■ **Work instructions**
Among the lines below, keep only those from the one containing "#[derive(Debug, Clone)]" through the one containing "let label = request.label();", and reproduce them exactly.

■ **Entries supplied**
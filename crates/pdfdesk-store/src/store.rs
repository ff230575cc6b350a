//! Durable local-disk artifact store

use crate::error::StorageError;
use crate::owner::OwnerId;
use chrono::Utc;
use serde::Serialize;
use std::fs;
use std::io::Write;
use std::path::{Path, PathBuf};
use std::sync::atomic::{AtomicU64, Ordering};
use tempfile::NamedTempFile;

/// Reference to one persisted artifact.
///
/// Created at the moment bytes hit the disk and immutable afterwards;
/// a new operation always yields a new reference, never an overwrite.
#[derive(Debug, Clone, PartialEq, Eq, Serialize)]
pub struct ArtifactReference {
    pub owner_id: String,
    pub file_name: String,
    pub absolute_path: PathBuf,
}

/// Writes artifacts under `{root}/{owner}/{unique_prefix}-{name}`.
///
/// The unique prefix is `{unix_millis}-{seq}` where `seq` comes from a
/// process-wide counter, so two saves can never collide on a path even
/// within the same millisecond. A bare wall-clock prefix would race under
/// concurrency.
#[derive(Debug)]
pub struct ArtifactStore {
    root: PathBuf,
    sequence: AtomicU64,
}

impl ArtifactStore {
    /// Open a store rooted at `root`, creating the directory if needed.
    pub fn open(root: impl Into<PathBuf>) -> Result<Self, StorageError> {
        let root = root.into();
        fs::create_dir_all(&root)?;
        let root = root.canonicalize()?;
        Ok(Self {
            root,
            sequence: AtomicU64::new(0),
        })
    }

    pub fn root(&self) -> &Path {
        &self.root
    }

    /// Persist `bytes` for `owner` under a fresh collision-free name.
    ///
    /// The blob is staged in a temp file in the owner's directory and
    /// renamed into place, so a reader can never observe a partial
    /// artifact. "Directory already exists" is not an error.
    pub fn save(
        &self,
        bytes: &[u8],
        suggested_name: &str,
        owner: &OwnerId,
    ) -> Result<ArtifactReference, StorageError> {
        let dir = self.root.join(owner.as_str());
        fs::create_dir_all(&dir)?;

        let prefix = self.next_prefix();
        let file_name = format!("{prefix}-{suggested_name}");
        let path = dir.join(&file_name);

        let mut staged = NamedTempFile::new_in(&dir)?;
        staged.write_all(bytes)?;
        staged.persist(&path).map_err(|e| StorageError::Io(e.error))?;

        tracing::debug!(
            owner = %owner,
            file = %file_name,
            size = bytes.len(),
            "artifact persisted"
        );

        Ok(ArtifactReference {
            owner_id: owner.as_str().to_string(),
            file_name,
            absolute_path: path,
        })
    }

    fn next_prefix(&self) -> String {
        let millis = Utc::now().timestamp_millis();
        let seq = self.sequence.fetch_add(1, Ordering::Relaxed);
        format!("{millis}-{seq}")
    }
}
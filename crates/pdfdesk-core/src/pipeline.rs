//! Pipeline orchestrator
//!
//! One invocation runs strictly in sequence: validate the request, decode
//! the inputs, apply the matching transform, encode, persist. Nothing about
//! document content survives the invocation — only the artifact reference
//! and size metrics are handed back for the caller to log.

use crate::error::PipelineError;
use crate::ops;
use crate::pageset::PageSet;
use crate::request::OperationRequest;
use chrono::Utc;
use pdfdesk_store::{ArtifactReference, ArtifactStore, OwnerId};

/// What an invocation hands back to the transport layer.
#[derive(Debug, Clone)]
pub struct PipelineOutcome {
    pub artifact: ArtifactReference,
    pub label: &'static str,
    pub original_size: usize,
    pub result_size: usize,
}

/// Run one operation to completion for `owner`.
///
/// Any failure — validation, decode, transform, encode, or storage — aborts
/// the whole operation; a partially transformed document is never persisted.
/// Retrying is the caller's business.
pub fn execute(
    request: OperationRequest,
    owner: &OwnerId,
    store: &ArtifactStore,
) -> Result<PipelineOutcome, PipelineError> {
    request.validate()?;
    let label = request.label();
    let timestamp = Utc::now().timestamp_millis();

    let (bytes, original_size, suggested_name) = match request {
        OperationRequest::Merge { documents } => {
            let original_size = documents.iter().map(Vec::len).sum();
            let sources = decode_all(&documents)?;
            let merged = ops::merge(&sources)?;
            (merged.encode()?, original_size, format!("merged-{timestamp}.pdf"))
        }
        OperationRequest::Split {
            document,
            start_page,
            end_page,
        } => {
            let source = decode_one(&document)?;
            let out = ops::split(&source, start_page, end_page)?;
            (
                out.encode()?,
                document.len(),
                format!("split-{start_page}-{end_page}-{timestamp}.pdf"),
            )
        }
        OperationRequest::Rotate {
            document,
            angle,
            page_number,
        } => {
            let source = decode_one(&document)?;
            let out = ops::rotate(source, angle, page_number)?;
            (
                out.encode()?,
                document.len(),
                format!("rotated-{angle}deg-{timestamp}.pdf"),
            )
        }
        OperationRequest::Compress { document } => {
            let source = decode_one(&document)?;
            let out = ops::compress(source)?;
            (
                out.encode_compact()?,
                document.len(),
                format!("compressed-{timestamp}.pdf"),
            )
        }
        OperationRequest::StampSignature {
            document,
            image,
            page,
            x,
            y,
            width,
        } => {
            let source = decode_one(&document)?;
            let out = ops::stamp_signature(source, &image, page, x, y, width)?;
            (
                out.encode()?,
                document.len(),
                format!("signed-{timestamp}.pdf"),
            )
        }
    };

    let result_size = bytes.len();
    let artifact = store.save(&bytes, &suggested_name, owner)?;

    Ok(PipelineOutcome {
        artifact,
        label,
        original_size,
        result_size,
    })
}

fn decode_one(bytes: &[u8]) -> Result<PageSet, PipelineError> {
    PageSet::decode(bytes).map_err(|source| PipelineError::UnreadableInput { index: 0, source })
}

fn decode_all(documents: &[Vec<u8>]) -> Result<Vec<PageSet>, PipelineError> {
    documents
        .iter()
        .enumerate()
        .map(|(index, bytes)| {
            PageSet::decode(bytes)
                .map_err(|source| PipelineError::UnreadableInput { index, source })
        })
        .collect()
}
//! Response models for the pdfdesk API

use pdfdesk_core::PipelineOutcome;
use serde::Serialize;

#[derive(Debug, Serialize)]
#[serde(rename_all = "camelCase")]
pub struct OperationResponse {
    pub success: bool,
    pub message: String,
    pub file_name: String,
    pub download_url: String,
    #[serde(skip_serializing_if = "Option::is_none")]
    pub original_size: Option<usize>,
    #[serde(skip_serializing_if = "Option::is_none")]
    pub converted_size: Option<usize>,
}

impl OperationResponse {
    pub fn from_outcome(outcome: &PipelineOutcome) -> Self {
        let message = match outcome.label {
            "merge" => "PDFs merged successfully",
            "split" => "PDF split successfully",
            "rotate" => "PDF rotated successfully",
            "compress" => "PDF compressed successfully",
            "stamp-signature" => "Signature stamped successfully",
            _ => "Operation completed successfully",
        };

        Self {
            success: true,
            message: message.to_string(),
            file_name: outcome.artifact.file_name.clone(),
            // Path-relative so it stays correct behind any proxy.
            download_url: format!(
                "/uploads/{}/{}",
                outcome.artifact.owner_id, outcome.artifact.file_name
            ),
            original_size: Some(outcome.original_size),
            converted_size: Some(outcome.result_size),
        }
    }
}
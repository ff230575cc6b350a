//! Owner-scoped artifact storage
//!
//! Maps (owner, generated file name) to a byte blob on local disk.
//! Every save produces a fresh, collision-free path; artifacts are
//! never overwritten in place.

pub mod error;
pub mod owner;
pub mod store;

pub use error::StorageError;
pub use owner::OwnerId;
pub use store::{ArtifactReference, ArtifactStore};
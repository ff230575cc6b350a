//! Operation request union
//!
//! The transport layer decides which operation is being asked for exactly
//! once, at the boundary, by building one of these variants. Handling is a
//! closed match, so a missing operation arm is a compile error rather than
//! a runtime fallback.

use crate::error::ValidationError;
use crate::ops::PageSelector;
use serde::Deserialize;

fn default_stamp_page() -> PageSelector {
    PageSelector::Last
}

fn default_stamp_offset() -> f64 {
    50.0
}

fn default_stamp_width() -> f64 {
    180.0
}

#[derive(Debug, Clone, Deserialize)]
#[serde(tag = "op", rename_all = "snake_case")]
pub enum OperationRequest {
    Merge {
        documents: Vec<Vec<u8>>,
    },
    Split {
        document: Vec<u8>,
        start_page: u32,
        end_page: u32,
    },
    Rotate {
        document: Vec<u8>,
        angle: i64,
        page_number: Option<u32>,
    },
    Compress {
        document: Vec<u8>,
    },
    StampSignature {
        document: Vec<u8>,
        image: Vec<u8>,
        #[serde(default = "default_stamp_page")]
        page: PageSelector,
        #[serde(default = "default_stamp_offset")]
        x: f64,
        #[serde(default = "default_stamp_offset")]
        y: f64,
        #[serde(default = "default_stamp_width")]
        width: f64,
    },
}

impl OperationRequest {
    /// Human-readable operation label, used for logging and file naming.
    pub fn label(&self) -> &'static str {
        match self {
            OperationRequest::Merge { .. } => "merge",
            OperationRequest::Split { .. } => "split",
            OperationRequest::Rotate { .. } => "rotate",
            OperationRequest::Compress { .. } => "compress",
            OperationRequest::StampSignature { .. } => "stamp-signature",
        }
    }

    /// Field-level checks, run before any decode work. Preconditions that
    /// need a decoded document (page ranges, angles) belong to the
    /// individual operations.
    pub fn validate(&self) -> Result<(), ValidationError> {
        match self {
            OperationRequest::Merge { documents } => {
                for (i, document) in documents.iter().enumerate() {
                    if document.is_empty() {
                        return Err(ValidationError::new(
                            "documents",
                            format!("document {i} is empty"),
                        ));
                    }
                }
                Ok(())
            }
            OperationRequest::Split { document, .. } => require_bytes(document, "document"),
            OperationRequest::Rotate { document, .. } => require_bytes(document, "document"),
            OperationRequest::Compress { document } => require_bytes(document, "document"),
            OperationRequest::StampSignature {
                document,
                image,
                x,
                y,
                width,
                ..
            } => {
                require_bytes(document, "document")?;
                require_bytes(image, "image")?;
                if !x.is_finite() || *x < 0.0 {
                    return Err(ValidationError::new("x", "must be a non-negative number"));
                }
                if !y.is_finite() || *y < 0.0 {
                    return Err(ValidationError::new("y", "must be a non-negative number"));
                }
                if !width.is_finite() || *width <= 0.0 {
                    return Err(ValidationError::new("width", "must be a positive number"));
                }
                Ok(())
            }
        }
    }
}

fn require_bytes(bytes: &[u8], field: &'static str) -> Result<(), ValidationError> {
    if bytes.is_empty() {
        return Err(ValidationError::new(field, "must not be empty"));
    }
    Ok(())
}
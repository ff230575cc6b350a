//! Transform operations
//!
//! Single-shot pure functions from page sets to a new page set. Each
//! operation validates its own preconditions; a failure aborts the whole
//! operation, never yielding a partial result.

pub mod compress;
pub mod merge;
pub mod rotate;
pub mod split;
pub mod stamp;

pub use compress::compress;
pub use merge::merge;
pub use rotate::rotate;
pub use split::split;
pub use stamp::{stamp_signature, PageSelector, StampPlacement};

■ **Output for this exercise**
#[derive(Debug, Clone)]
pub struct PipelineOutcome {
    pub artifact: ArtifactReference,
    pub label: &'static str,
    pub original_size: usize,
    pub result_size: usize,
}

/// Run one operation to completion for `owner`.
///
/// Any failure — validation, decode, transform, encode, or storage — aborts
/// the whole operation; a partially transformed document is never persisted.
/// Retrying is the caller's business.
pub fn execute(
    request: OperationRequest,
    owner: &OwnerId,
    store: &ArtifactStore,
) -> Result<PipelineOutcome, PipelineError> {
    request.validate()?;
    let label = request.label();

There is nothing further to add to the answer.